As the world continues to face a mixture of financial meltdown, recession and the threat of deflation to broadband continues to provide a selection of bright spots.

For a start it is still growing"&brkbar;mostly. In the 12 months to the end of September 2008 64 million broadband lines were added around the world, an increase of 19.2%, to total just under 400 million.

Perhaps not a tiding of joy in the traditional sense but for those who believe in the benefits that the internet and in particular fast internet brings then it's a plus. Recent quarters show growth is slowing in many regions. Some countries in Western Europe and Asia Pacific in particular are in danger of actually shrinking, but the slack has been taken up by new challengers for the broadband crown.

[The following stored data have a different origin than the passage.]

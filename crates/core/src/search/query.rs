//! Query normalization
//!
//! A query wrapped in matching quotes is a literal phrase. An unquoted single
//! alphanumeric token matches whole words only. Anything else is a literal
//! substring. Matching is case-insensitive in every mode.

use regex::{Regex, RegexBuilder};
use serde::Serialize;
use std::ops::Range;

#[derive(Debug, Clone, Copy, PartialEq, Eq, Serialize)]
#[serde(rename_all = "snake_case")]
pub enum QueryMode {
    Phrase,
    WholeWord,
    Substring,
}

#[derive(Debug, Clone)]
pub struct SearchPattern {
    mode: QueryMode,
    needle: String,
    regex: Regex,
}

impl PartialEq for SearchPattern {
    fn eq(&self, other: &Self) -> bool {
        self.mode == other.mode && self.needle == other.needle
    }
}

impl SearchPattern {
    /// Returns `None` for a query with nothing to match.
    pub fn compile(query: &str) -> Option<Self> {
        let trimmed = query.trim();

        let (mode, needle) = match strip_quotes(trimmed) {
            Some(inner) => (QueryMode::Phrase, inner),
            None if is_single_token(trimmed) => (QueryMode::WholeWord, trimmed),
            None => (QueryMode::Substring, trimmed),
        };

        if needle.is_empty() {
            return None;
        }

        let escaped = regex::escape(needle);
        let pattern = match mode {
            QueryMode::WholeWord => format!(r"\b{escaped}\b"),
            QueryMode::Phrase | QueryMode::Substring => escaped,
        };

        let regex = RegexBuilder::new(&pattern)
            .case_insensitive(true)
            .build()
            .ok()?;
        Some(Self {
            mode,
            needle: needle.to_string(),
            regex,
        })
    }

    pub fn mode(&self) -> QueryMode {
        self.mode
    }

    pub fn needle(&self) -> &str {
        &self.needle
    }

    /// Non-overlapping matches as character (not byte) ranges.
    pub fn find_char_ranges(&self, text: &str) -> Vec<Range<usize>> {
        let mut ranges = Vec::new();
        let mut chars_before = 0;
        let mut last_byte = 0;

        for found in self.regex.find_iter(text) {
            if found.start() == found.end() {
                continue;
            }

            chars_before += text[last_byte..found.start()].chars().count();
            let len = found.as_str().chars().count();
            ranges.push(chars_before..chars_before + len);

            chars_before += len;
            last_byte = found.end();
        }

        ranges
    }

    pub fn is_match(&self, text: &str) -> bool {
        self.regex.is_match(text)
    }
}

fn strip_quotes(query: &str) -> Option<&str> {
    const PAIRS: [(char, char); 3] = [('"', '"'), ('\'', '\''), ('\u{201c}', '\u{201d}')];

    for (open, close) in PAIRS {
        if query.chars().count() >= 2 && query.starts_with(open) && query.ends_with(close) {
            let inner = &query[open.len_utf8()..query.len() - close.len_utf8()];
            return Some(inner);
        }
    }

    None
}

fn is_single_token(query: &str) -> bool {
    !query.is_empty() && query.chars().all(char::is_alphanumeric)
}

/// Splits a query into the terms used for result-line highlighting.
///
/// Surrounding quotes are dropped and the rest is split on whitespace.
pub fn query_terms(query: &str) -> Vec<String> {
    let trimmed = query.trim();
    let inner = strip_quotes(trimmed).unwrap_or(trimmed);
    inner.split_whitespace().map(str::to_string).collect()
}

/// Case-insensitive alternation over `terms`, longest first so that a term
/// never shadows a longer one that starts the same way.
pub fn terms_regex(terms: &[String]) -> Option<Regex> {
    if terms.is_empty() {
        return None;
    }

    let mut sorted: Vec<&String> = terms.iter().collect();
    sorted.sort_by(|a, b| b.chars().count().cmp(&a.chars().count()));
    let alternation = sorted
        .iter()
        .map(|term| regex::escape(term))
        .collect::<Vec<_>>()
        .join("|");

    RegexBuilder::new(&alternation)
        .case_insensitive(true)
        .build()
        .ok()
}

#[cfg(test)]
mod tests {
    use super::*;

    #[test]
    fn single_word_matches_whole_words_only() {
        let pattern = SearchPattern::compile("person").unwrap();

        assert_eq!(pattern.mode(), QueryMode::WholeWord);
        assert_eq!(
            pattern.find_char_ranges("a person, a Person"),
            vec![2..8, 12..18]
        );
        assert!(pattern.find_char_ranges("personal persons").is_empty());
    }

    #[test]
    fn quoted_phrase_matches_the_literal_sequence() {
        let pattern = SearchPattern::compile("\"a b\"").unwrap();

        assert_eq!(pattern.mode(), QueryMode::Phrase);
        assert_eq!(pattern.find_char_ranges("x a b y"), vec![2..5]);
        assert!(pattern.find_char_ranges("a  b").is_empty());
        assert!(pattern.find_char_ranges("b a").is_empty());
    }

    #[test]
    fn single_quotes_and_curly_quotes_are_phrases() {
        let single = SearchPattern::compile("'of the'").unwrap();
        let curly = SearchPattern::compile("\u{201c}of the\u{201d}").unwrap();

        assert_eq!(single.needle(), "of the");
        assert_eq!(curly.needle(), "of the");
    }

    #[test]
    fn punctuated_query_is_a_substring() {
        let pattern = SearchPattern::compile("e.g.").unwrap();

        assert_eq!(pattern.mode(), QueryMode::Substring);
        assert_eq!(pattern.find_char_ranges("see E.G. here"), vec![4..8]);
        assert!(pattern.find_char_ranges("eXgY").is_empty());
    }

    #[test]
    fn ranges_count_characters_not_bytes() {
        let pattern = SearchPattern::compile("cafe").unwrap();

        assert_eq!(pattern.find_char_ranges("é cafe"), vec![2..6]);
    }

    #[test]
    fn blank_queries_compile_to_nothing() {
        assert!(SearchPattern::compile("").is_none());
        assert!(SearchPattern::compile("   ").is_none());
        assert!(SearchPattern::compile("\"\"").is_none());
    }

    #[test]
    fn terms_drop_quotes_and_split_on_whitespace() {
        assert_eq!(
            query_terms("  \"tyger burning\" "),
            vec!["tyger", "burning"]
        );
        assert!(terms_regex(&[]).is_none());

        let regex = terms_regex(&query_terms("in into")).unwrap();
        assert_eq!(regex.find("INTO").map(|m| m.as_str()), Some("INTO"));
    }
}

China is now the largest broadband country in the world, with 81 million subscribers at the end of September and the country is accelerating away from the newly deposed USA now in second place.

Brazil is a new entry in the top ten broadband countries in the world, adding over 600,000 new lines to move ahead of Spain and within striking distance of Canada which it will pass before the end of the year.

Table 1: Top 10 broadband countries, total broadband subscribers - Q3 2008

Rank  Country  Q2 2008  Q3 2008 Q2 2008  Q3 2008
1  China  75,768,350  80,930,000
USA  76,878,195  78,745,996
3  Japan  29,434,700  29,677,900
4  Germany  21,711,702  22,516,750
5 France  16,646,786  17,075,125
6  UK  16,718,400  17,039,700
7  South Korea  15,061,659  15,264,917
8 Italy  11,534,230  11,779,650
9  Canada  9,005,181  9,212,465
10  Brazil  8,490,400  9,101,200

Russia is another country on the up, as are Mexico, India, Argentina, Vietnam, Colombia and Greece - all of whom are now growing at least ten times as fast as Japan in broadband terms.

This rapid reversal of the old order, where first mover countries flew ahead of the pack has a number of causes.

Saturation is the answer in many countries. In South Korea, Japan, Hong Kong, for example, there are only a limited number of houses without broadband, so net additions are low. In those markets technology substitution is taking place, where consumers are ditching their DSL lines and moving to fiber where it's available.

Coupled with a global downturn where many of the developed countries are entering recession, saturation accounts for the slowdown in broadband growth. Advanced and secondary emerging economies aren't immune to market conditions, but so far perhaps only the edge has been taken off their numbers.

It's difficult to tell; growth in the US has halved over the last 12 months while in India its gone from 15% a quarter to 18% a quarter in the same period. So while the downturn has an effect on broadband growth it seems that its worst effects are mitigated by the sheer pace of adoption.

We expect to see continued downward pressure on growth rates in the coming quarters as broadband still teeters on the boundary between necessity and discretionary spend, but globally it will still grow even in these darker times.